## WORK INSTRUCTION
Check each line of the material below, and copy it if it holds the string "reasons".
§ §
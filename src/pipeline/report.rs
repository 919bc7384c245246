//! Report assembly and writing
//!
//! Projects classified referrals into the fixed reporting schema. Column
//! names and order are a contract with external consumers; they follow the
//! field order of `ReportRow`. The writer emits the whole report atomically
//! via a temp file in the destination directory, so a failed run leaves no
//! partial output.

use std::collections::BTreeMap;
use std::fs;
use std::path::Path;

use chrono::{DateTime, Utc};
use serde::Serialize;
use tracing::info;

use super::classify::{Classification, Verdict};
use super::join::JoinedReferral;
use crate::error::Result;

/// One row of the validation report.
#[derive(Debug, Clone, Serialize, PartialEq)]
pub struct ReportRow {
    pub referral_id: String,
    pub referrer_id: String,
    pub referee_id: String,
    pub referral_at: Option<DateTime<Utc>>,
    pub referral_status: Option<String>,
    pub transaction_id: Option<String>,
    pub transaction_status: Option<String>,
    pub transaction_type: Option<String>,
    pub reward_value: Option<i64>,
    pub referee_reward_granted: bool,
    pub referrer_membership_expired: Option<DateTime<Utc>>,
    pub referrer_is_deleted: Option<bool>,
    pub referral_source_category: Option<String>,
    pub is_business_logic_valid: bool,
}

/// Aggregate counts for console output.
#[derive(Debug, Clone, Default)]
pub struct RunSummary {
    pub total: usize,
    pub valid_success: usize,
    pub valid_pending_or_failed: usize,
    pub invalid: usize,
    pub reason_counts: BTreeMap<&'static str, usize>,
}

impl RunSummary {
    pub fn valid(&self) -> usize {
        self.valid_success + self.valid_pending_or_failed
    }
}

/// Derive the reporting source category from the raw acquisition channel,
/// falling back to the lead log for lead-sourced referrals.
fn source_category(record: &JoinedReferral) -> Option<String> {
    match record.referral.source.as_deref() {
        Some("User Sign Up") => Some("Online".to_string()),
        Some("Draft Transaction") => Some("Offline".to_string()),
        Some("Lead") => record
            .lead
            .as_ref()
            .and_then(|lead| lead.source_category.clone()),
        _ => None,
    }
}

fn to_row(record: &JoinedReferral, classification: &Classification) -> ReportRow {
    let transaction = record.transaction.as_ref();
    ReportRow {
        referral_id: record.referral.id.clone(),
        referrer_id: record.referral.referrer_id.clone(),
        referee_id: record.referral.referee_id.clone(),
        referral_at: record.referral.created_at,
        referral_status: record.status_description.clone(),
        transaction_id: transaction.map(|t| t.id.clone()),
        transaction_status: transaction.and_then(|t| t.status.clone()),
        transaction_type: transaction.and_then(|t| t.kind.clone()),
        reward_value: record.reward.as_ref().and_then(|r| r.value),
        referee_reward_granted: record
            .log
            .as_ref()
            .and_then(|l| l.reward_granted)
            .unwrap_or(false),
        referrer_membership_expired: record
            .referrer
            .as_ref()
            .and_then(|r| r.membership_expires_at),
        referrer_is_deleted: record.referrer.as_ref().map(|r| r.is_deleted),
        referral_source_category: source_category(record),
        is_business_logic_valid: classification.verdict.is_valid(),
    }
}

/// Project classified records into report rows, preserving input order.
pub fn assemble(classified: &[(JoinedReferral, Classification)]) -> (Vec<ReportRow>, RunSummary) {
    let mut summary = RunSummary {
        total: classified.len(),
        ..Default::default()
    };
    let rows = classified
        .iter()
        .map(|(record, classification)| {
            match classification.verdict {
                Verdict::ValidSuccess => summary.valid_success += 1,
                Verdict::ValidPendingOrFailed => summary.valid_pending_or_failed += 1,
                Verdict::Invalid => summary.invalid += 1,
            }
            for reason in &classification.reasons {
                *summary.reason_counts.entry(reason.tag()).or_insert(0) += 1;
            }
            to_row(record, classification)
        })
        .collect();
    (rows, summary)
}

/// Write the report CSV atomically: serialize to a temp file next to the
/// target, then persist over it.
pub fn write_report(rows: &[ReportRow], output: &Path) -> Result<()> {
    let dir = output.parent().filter(|p| !p.as_os_str().is_empty());
    let tmp = match dir {
        Some(dir) => tempfile::NamedTempFile::new_in(dir)?,
        None => tempfile::NamedTempFile::new()?,
    };

    let mut writer = csv::Writer::from_writer(tmp);
    for row in rows {
        writer.serialize(row)?;
    }
    let tmp = writer.into_inner().map_err(|e| e.into_error())?;
    tmp.persist(output).map_err(|e| e.error)?;

    info!("wrote {} report rows to {}", rows.len(), output.display());
    Ok(())
}

/// Read a previously written report back, for diffing and tests.
pub fn read_report(path: &Path) -> Result<String> {
    Ok(fs::read_to_string(path)?)
}

#[cfg(test)]
mod tests {
    use super::*;
    use crate::model::{Referral, StatusLabel};
    use crate::pipeline::classify::{Reason, Verdict};
    use chrono::TimeZone;

    fn record(id: &str, source: Option<&str>) -> JoinedReferral {
        JoinedReferral {
            referral: Referral {
                id: id.to_string(),
                referrer_id: "u1".to_string(),
                referee_id: "e1".to_string(),
                created_at: Some(Utc.with_ymd_and_hms(2025, 1, 10, 9, 0, 0).unwrap()),
                source: source.map(str::to_string),
                status_code: None,
            },
            status_label: StatusLabel::Unknown,
            status_description: None,
            log: None,
            reward: None,
            transaction: None,
            referrer: None,
            lead: None,
        }
    }

    fn invalid() -> Classification {
        Classification {
            verdict: Verdict::Invalid,
            reasons: vec![Reason::Unclassified],
        }
    }

    #[test]
    fn test_report_header_matches_contract() {
        let classified = vec![(record("r1", None), invalid())];
        let (rows, _) = assemble(&classified);

        let mut writer = csv::Writer::from_writer(Vec::new());
        writer.serialize(&rows[0]).unwrap();
        let data = String::from_utf8(writer.into_inner().unwrap()).unwrap();
        let header = data.lines().next().unwrap();
        assert_eq!(
            header,
            "referral_id,referrer_id,referee_id,referral_at,referral_status,\
             transaction_id,transaction_status,transaction_type,reward_value,\
             referee_reward_granted,referrer_membership_expired,referrer_is_deleted,\
             referral_source_category,is_business_logic_valid"
        );
    }

    #[test]
    fn test_source_category_mapping() {
        let classified = vec![
            (record("r1", Some("User Sign Up")), invalid()),
            (record("r2", Some("Draft Transaction")), invalid()),
            (record("r3", Some("Lead")), invalid()),
            (record("r4", None), invalid()),
        ];
        let (rows, _) = assemble(&classified);
        assert_eq!(rows[0].referral_source_category.as_deref(), Some("Online"));
        assert_eq!(rows[1].referral_source_category.as_deref(), Some("Offline"));
        // Lead with no lead log resolves to nothing.
        assert_eq!(rows[2].referral_source_category, None);
        assert_eq!(rows[3].referral_source_category, None);
    }

    #[test]
    fn test_lead_category_comes_from_lead_log() {
        let mut rec = record("r1", Some("Lead"));
        rec.lead = Some(crate::model::LeadLog {
            id: "l1".to_string(),
            referral_id: Some("r1".to_string()),
            timezone: None,
            source_category: Some("Walk-in".to_string()),
        });
        let (rows, _) = assemble(&[(rec, invalid())]);
        assert_eq!(rows[0].referral_source_category.as_deref(), Some("Walk-in"));
    }

    #[test]
    fn test_summary_counts() {
        let classified = vec![
            (
                record("r1", None),
                Classification {
                    verdict: Verdict::ValidSuccess,
                    reasons: vec![],
                },
            ),
            (
                record("r2", None),
                Classification {
                    verdict: Verdict::ValidPendingOrFailed,
                    reasons: vec![],
                },
            ),
            (
                record("r3", None),
                Classification {
                    verdict: Verdict::Invalid,
                    reasons: vec![Reason::SuccessWithoutReward, Reason::TransactionBeforeReferral],
                },
            ),
        ];
        let (_, summary) = assemble(&classified);
        assert_eq!(summary.total, 3);
        assert_eq!(summary.valid(), 2);
        assert_eq!(summary.invalid, 1);
        assert_eq!(summary.reason_counts["success-without-reward"], 1);
        assert_eq!(summary.reason_counts["transaction-before-referral"], 1);
    }

    #[test]
    fn test_write_report_round_trips() {
        let dir = tempfile::tempdir().unwrap();
        let path = dir.path().join("report.csv");
        let classified = vec![(record("r1", Some("User Sign Up")), invalid())];
        let (rows, _) = assemble(&classified);

        write_report(&rows, &path).unwrap();
        let contents = read_report(&path).unwrap();
        assert!(contents.starts_with("referral_id,"));
        assert!(contents.contains("r1,u1,e1,2025-01-10T09:00:00Z"));
        assert!(contents.contains("false"));
    }
}
//! Normalization of raw extract tables into the typed dataset
//!
//! Responsibilities: header normalization, null-tolerant coercion of
//! timestamps, booleans and reward values, exact-duplicate dropping, and
//! schema validation. A present table missing a required column fails the
//! run immediately; silently producing an all-null column would be
//! indistinguishable from missing references downstream and corrupt
//! classification.

use std::collections::{BTreeMap, HashSet};
use std::sync::OnceLock;

use chrono::{DateTime, NaiveDate, NaiveDateTime, Utc};
use regex::Regex;
use tracing::{debug, info};

use crate::error::{PipelineError, Result};
use crate::loader::RawTable;
use crate::model::{
    Dataset, LeadLog, Referral, ReferralLog, ReferralStatus, ReferrerProfile, Reward, Transaction,
};

/// Canonical table names expected in the extract directory.
pub const TABLE_REFERRALS: &str = "referrals";
pub const TABLE_REFERRAL_LOGS: &str = "referral_logs";
pub const TABLE_REFERRAL_STATUSES: &str = "referral_statuses";
pub const TABLE_REWARDS: &str = "rewards";
pub const TABLE_TRANSACTIONS: &str = "transactions";
pub const TABLE_REFERRER_PROFILES: &str = "referrer_profiles";
pub const TABLE_LEAD_LOGS: &str = "lead_logs";

/// Normalize header names in place: trim, lowercase, spaces to underscores.
pub fn normalize_headers(table: &mut RawTable) {
    for column in &mut table.columns {
        *column = column.trim().to_lowercase().replace(' ', "_");
    }
}

/// Parse a timestamp cell into a UTC instant.
///
/// Accepts RFC 3339, naive `YYYY-MM-DD HH:MM:SS` (assumed UTC), and bare
/// dates (midnight UTC). Anything else coerces to absent, like every other
/// unreadable cell.
pub fn parse_timestamp(raw: &str) -> Option<DateTime<Utc>> {
    let trimmed = raw.trim();
    if let Ok(dt) = DateTime::parse_from_rfc3339(trimmed) {
        return Some(dt.with_timezone(&Utc));
    }
    for format in ["%Y-%m-%d %H:%M:%S", "%Y-%m-%dT%H:%M:%S"] {
        if let Ok(naive) = NaiveDateTime::parse_from_str(trimmed, format) {
            return Some(naive.and_utc());
        }
    }
    if let Ok(date) = NaiveDate::parse_from_str(trimmed, "%Y-%m-%d") {
        return Some(date.and_hms_opt(0, 0, 0)?.and_utc());
    }
    None
}

/// Parse a boolean cell ("True"/"false"/"1"/"0" and friends).
pub fn parse_bool(raw: &str) -> Option<bool> {
    match raw.trim().to_ascii_lowercase().as_str() {
        "true" | "t" | "yes" | "1" => Some(true),
        "false" | "f" | "no" | "0" => Some(false),
        _ => None,
    }
}

/// Extract the numeric reward value from a cell like `IDR 250` or `250`.
pub fn parse_reward_value(raw: &str) -> Option<i64> {
    static DIGITS: OnceLock<Regex> = OnceLock::new();
    let digits = DIGITS.get_or_init(|| Regex::new(r"\d+").expect("valid regex"));
    digits.find(raw).and_then(|m| m.as_str().parse().ok())
}

fn parse_f64(raw: &str) -> Option<f64> {
    raw.trim().parse().ok()
}

/// Resolve required column indices for a table, failing fast when absent.
fn required_columns(table: &RawTable, names: &[&str]) -> Result<Vec<usize>> {
    names
        .iter()
        .map(|name| {
            table
                .column_index(name)
                .ok_or_else(|| PipelineError::SchemaMismatch {
                    table: table.name.clone(),
                    column: (*name).to_string(),
                })
        })
        .collect()
}

fn cell<'a>(row: &'a [Option<String>], idx: usize) -> Option<&'a str> {
    row.get(idx).and_then(|c| c.as_deref())
}

fn dedup_rows(table: &mut RawTable) {
    let before = table.rows.len();
    let mut seen = HashSet::new();
    table.rows.retain(|row| seen.insert(row.clone()));
    let dropped = before - table.rows.len();
    if dropped > 0 {
        debug!("{}: dropped {} duplicate rows", table.name, dropped);
    }
}

fn clean_referrals(table: &RawTable) -> Result<Vec<Referral>> {
    let cols = required_columns(
        table,
        &[
            "id",
            "referrer_id",
            "referee_id",
            "created_at",
            "source",
            "status_code",
        ],
    )?;
    let mut referrals = Vec::with_capacity(table.rows.len());
    let mut dropped = 0usize;
    for row in &table.rows {
        // Rows without a usable identity cannot be joined or reported;
        // drop them rather than emit garbage report rows.
        let (Some(id), Some(referrer_id), Some(referee_id)) =
            (cell(row, cols[0]), cell(row, cols[1]), cell(row, cols[2]))
        else {
            dropped += 1;
            continue;
        };
        referrals.push(Referral {
            id: id.to_string(),
            referrer_id: referrer_id.to_string(),
            referee_id: referee_id.to_string(),
            created_at: cell(row, cols[3]).and_then(parse_timestamp),
            source: cell(row, cols[4]).map(str::to_string),
            status_code: cell(row, cols[5]).map(str::to_string),
        });
    }
    if dropped > 0 {
        info!("referrals: dropped {} rows missing critical keys", dropped);
    }
    Ok(referrals)
}

fn clean_referral_logs(table: &RawTable) -> Result<Vec<ReferralLog>> {
    let cols = required_columns(table, &["referral_id", "reward_granted", "logged_at"])?;
    Ok(table
        .rows
        .iter()
        .filter_map(|row| {
            let referral_id = cell(row, cols[0])?;
            Some(ReferralLog {
                referral_id: referral_id.to_string(),
                reward_granted: cell(row, cols[1]).and_then(parse_bool),
                logged_at: cell(row, cols[2]).and_then(parse_timestamp),
            })
        })
        .collect())
}

fn clean_statuses(table: &RawTable) -> Result<Vec<ReferralStatus>> {
    let cols = required_columns(table, &["code", "description"])?;
    Ok(table
        .rows
        .iter()
        .filter_map(|row| {
            let code = cell(row, cols[0])?;
            let description = cell(row, cols[1])?;
            Some(ReferralStatus {
                code: code.to_string(),
                description: description.to_string(),
            })
        })
        .collect())
}

fn clean_rewards(table: &RawTable) -> Result<Vec<Reward>> {
    let cols = required_columns(table, &["id", "referral_id", "value"])?;
    Ok(table
        .rows
        .iter()
        .filter_map(|row| {
            let id = cell(row, cols[0])?;
            Some(Reward {
                id: id.to_string(),
                referral_id: cell(row, cols[1]).map(str::to_string),
                value: cell(row, cols[2]).and_then(parse_reward_value),
            })
        })
        .collect())
}

fn clean_transactions(table: &RawTable) -> Result<Vec<Transaction>> {
    let cols = required_columns(
        table,
        &[
            "id",
            "referral_id",
            "status",
            "type",
            "occurred_at",
            "timezone",
            "amount",
        ],
    )?;
    Ok(table
        .rows
        .iter()
        .filter_map(|row| {
            let id = cell(row, cols[0])?;
            Some(Transaction {
                id: id.to_string(),
                referral_id: cell(row, cols[1]).map(str::to_string),
                status: cell(row, cols[2]).map(str::to_string),
                kind: cell(row, cols[3]).map(str::to_string),
                occurred_at: cell(row, cols[4]).and_then(parse_timestamp),
                timezone: cell(row, cols[5]).map(str::to_string),
                amount: cell(row, cols[6]).and_then(parse_f64),
            })
        })
        .collect())
}

fn clean_profiles(table: &RawTable) -> Result<Vec<ReferrerProfile>> {
    let cols = required_columns(
        table,
        &["user_id", "membership_expires_at", "is_deleted", "home_timezone"],
    )?;
    Ok(table
        .rows
        .iter()
        .filter_map(|row| {
            let user_id = cell(row, cols[0])?;
            Some(ReferrerProfile {
                user_id: user_id.to_string(),
                membership_expires_at: cell(row, cols[1]).and_then(parse_timestamp),
                // Deleted-if-unknown: an unreadable flag must not validate
                // a referral for a possibly removed account.
                is_deleted: cell(row, cols[2]).and_then(parse_bool).unwrap_or(true),
                home_timezone: cell(row, cols[3]).map(str::to_string),
            })
        })
        .collect())
}

fn clean_leads(table: &RawTable) -> Result<Vec<LeadLog>> {
    let cols = required_columns(table, &["id", "referral_id", "timezone", "source_category"])?;
    Ok(table
        .rows
        .iter()
        .filter_map(|row| {
            let id = cell(row, cols[0])?;
            Some(LeadLog {
                id: id.to_string(),
                referral_id: cell(row, cols[1]).map(str::to_string),
                timezone: cell(row, cols[2]).map(str::to_string),
                source_category: cell(row, cols[3]).map(str::to_string),
            })
        })
        .collect())
}

/// Clean all loaded tables into the typed dataset.
///
/// Missing child tables are tolerated (their joins resolve to nulls); a
/// missing or empty referrals table is fatal.
pub fn clean(mut tables: BTreeMap<String, RawTable>) -> Result<Dataset> {
    for table in tables.values_mut() {
        normalize_headers(table);
        dedup_rows(table);
        debug!("cleaned {}: {} rows", table.name, table.rows.len());
    }

    let referrals = match tables.get(TABLE_REFERRALS) {
        Some(table) if !table.is_empty() => clean_referrals(table)?,
        _ => return Err(PipelineError::MissingReferrals),
    };
    if referrals.is_empty() {
        return Err(PipelineError::MissingReferrals);
    }

    let dataset = Dataset {
        referrals,
        logs: tables
            .get(TABLE_REFERRAL_LOGS)
            .map(clean_referral_logs)
            .transpose()?
            .unwrap_or_default(),
        statuses: tables
            .get(TABLE_REFERRAL_STATUSES)
            .map(clean_statuses)
            .transpose()?
            .unwrap_or_default(),
        rewards: tables
            .get(TABLE_REWARDS)
            .map(clean_rewards)
            .transpose()?
            .unwrap_or_default(),
        transactions: tables
            .get(TABLE_TRANSACTIONS)
            .map(clean_transactions)
            .transpose()?
            .unwrap_or_default(),
        profiles: tables
            .get(TABLE_REFERRER_PROFILES)
            .map(clean_profiles)
            .transpose()?
            .unwrap_or_default(),
        leads: tables
            .get(TABLE_LEAD_LOGS)
            .map(clean_leads)
            .transpose()?
            .unwrap_or_default(),
    };

    info!(
        "dataset: {} referrals, {} logs, {} statuses, {} rewards, {} transactions, {} profiles, {} leads",
        dataset.referrals.len(),
        dataset.logs.len(),
        dataset.statuses.len(),
        dataset.rewards.len(),
        dataset.transactions.len(),
        dataset.profiles.len(),
        dataset.leads.len(),
    );
    Ok(dataset)
}

#[cfg(test)]
mod tests {
    use super::*;

    fn table(name: &str, columns: &[&str], rows: &[&[Option<&str>]]) -> RawTable {
        RawTable {
            name: name.to_string(),
            columns: columns.iter().map(|c| c.to_string()).collect(),
            rows: rows
                .iter()
                .map(|row| row.iter().map(|c| c.map(str::to_string)).collect())
                .collect(),
        }
    }

    fn referrals_table(rows: &[&[Option<&str>]]) -> RawTable {
        table(
            TABLE_REFERRALS,
            &["id", "referrer_id", "referee_id", "created_at", "source", "status_code"],
            rows,
        )
    }

    #[test]
    fn test_normalize_headers() {
        let mut t = table("t", &["  Referral ID", "Created At ", "source"], &[]);
        normalize_headers(&mut t);
        assert_eq!(t.columns, vec!["referral_id", "created_at", "source"]);
    }

    #[test]
    fn test_parse_timestamp_formats() {
        assert!(parse_timestamp("2025-01-15T08:30:00Z").is_some());
        assert!(parse_timestamp("2025-01-15T08:30:00+07:00").is_some());
        assert!(parse_timestamp("2025-01-15 08:30:00").is_some());
        assert!(parse_timestamp("2025-01-15").is_some());
        assert!(parse_timestamp("not a date").is_none());

        let offset = parse_timestamp("2025-01-15T07:00:00+07:00").unwrap();
        let utc = parse_timestamp("2025-01-15T00:00:00Z").unwrap();
        assert_eq!(offset, utc);
    }

    #[test]
    fn test_parse_reward_value_extracts_digits() {
        assert_eq!(parse_reward_value("IDR 250"), Some(250));
        assert_eq!(parse_reward_value("250"), Some(250));
        assert_eq!(parse_reward_value("Rp50.000"), Some(50));
        assert_eq!(parse_reward_value("free"), None);
    }

    #[test]
    fn test_schema_mismatch_is_fatal() {
        let mut tables = BTreeMap::new();
        tables.insert(
            TABLE_REFERRALS.to_string(),
            referrals_table(&[&[
                Some("r1"),
                Some("u1"),
                Some("e1"),
                Some("2025-01-01T00:00:00Z"),
                None,
                None,
            ]]),
        );
        // rewards present but missing its value column
        tables.insert(
            TABLE_REWARDS.to_string(),
            table(TABLE_REWARDS, &["id", "referral_id"], &[]),
        );

        let err = clean(tables).unwrap_err();
        match err {
            PipelineError::SchemaMismatch { table, column } => {
                assert_eq!(table, TABLE_REWARDS);
                assert_eq!(column, "value");
            }
            other => panic!("expected SchemaMismatch, got {other}"),
        }
    }

    #[test]
    fn test_missing_referrals_is_fatal() {
        let err = clean(BTreeMap::new()).unwrap_err();
        assert!(matches!(err, PipelineError::MissingReferrals));
    }

    #[test]
    fn test_referral_rows_missing_critical_keys_are_dropped() {
        let mut tables = BTreeMap::new();
        tables.insert(
            TABLE_REFERRALS.to_string(),
            referrals_table(&[
                &[Some("r1"), Some("u1"), Some("e1"), Some("2025-01-01T00:00:00Z"), None, None],
                &[None, Some("u2"), Some("e2"), Some("2025-01-02T00:00:00Z"), None, None],
            ]),
        );

        let dataset = clean(tables).unwrap();
        assert_eq!(dataset.referrals.len(), 1);
        assert_eq!(dataset.referrals[0].id, "r1");
    }

    #[test]
    fn test_duplicate_rows_are_dropped() {
        let row: &[Option<&str>] = &[
            Some("r1"),
            Some("u1"),
            Some("e1"),
            Some("2025-01-01T00:00:00Z"),
            None,
            None,
        ];
        let mut tables = BTreeMap::new();
        tables.insert(TABLE_REFERRALS.to_string(), referrals_table(&[row, row]));

        let dataset = clean(tables).unwrap();
        assert_eq!(dataset.referrals.len(), 1);
    }

    #[test]
    fn test_profile_bool_defaults_deleted_when_unknown() {
        let mut tables = BTreeMap::new();
        tables.insert(
            TABLE_REFERRALS.to_string(),
            referrals_table(&[&[
                Some("r1"),
                Some("u1"),
                Some("e1"),
                Some("2025-01-01T00:00:00Z"),
                None,
                None,
            ]]),
        );
        tables.insert(
            TABLE_REFERRER_PROFILES.to_string(),
            table(
                TABLE_REFERRER_PROFILES,
                &["user_id", "membership_expires_at", "is_deleted", "home_timezone"],
                &[
                    &[Some("u1"), None, Some("False"), None],
                    &[Some("u2"), None, Some("garbled"), None],
                ],
            ),
        );

        let dataset = clean(tables).unwrap();
        assert!(!dataset.profiles[0].is_deleted);
        assert!(dataset.profiles[1].is_deleted);
    }
}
§ §
## EXERCISE OUTPUT
            for reason in &classification.reasons {
            reasons: vec![Reason::Unclassified],
                    reasons: vec![],
                    reasons: vec![],
                    reasons: vec![Reason::SuccessWithoutReward, Reason::TransactionBeforeReferral],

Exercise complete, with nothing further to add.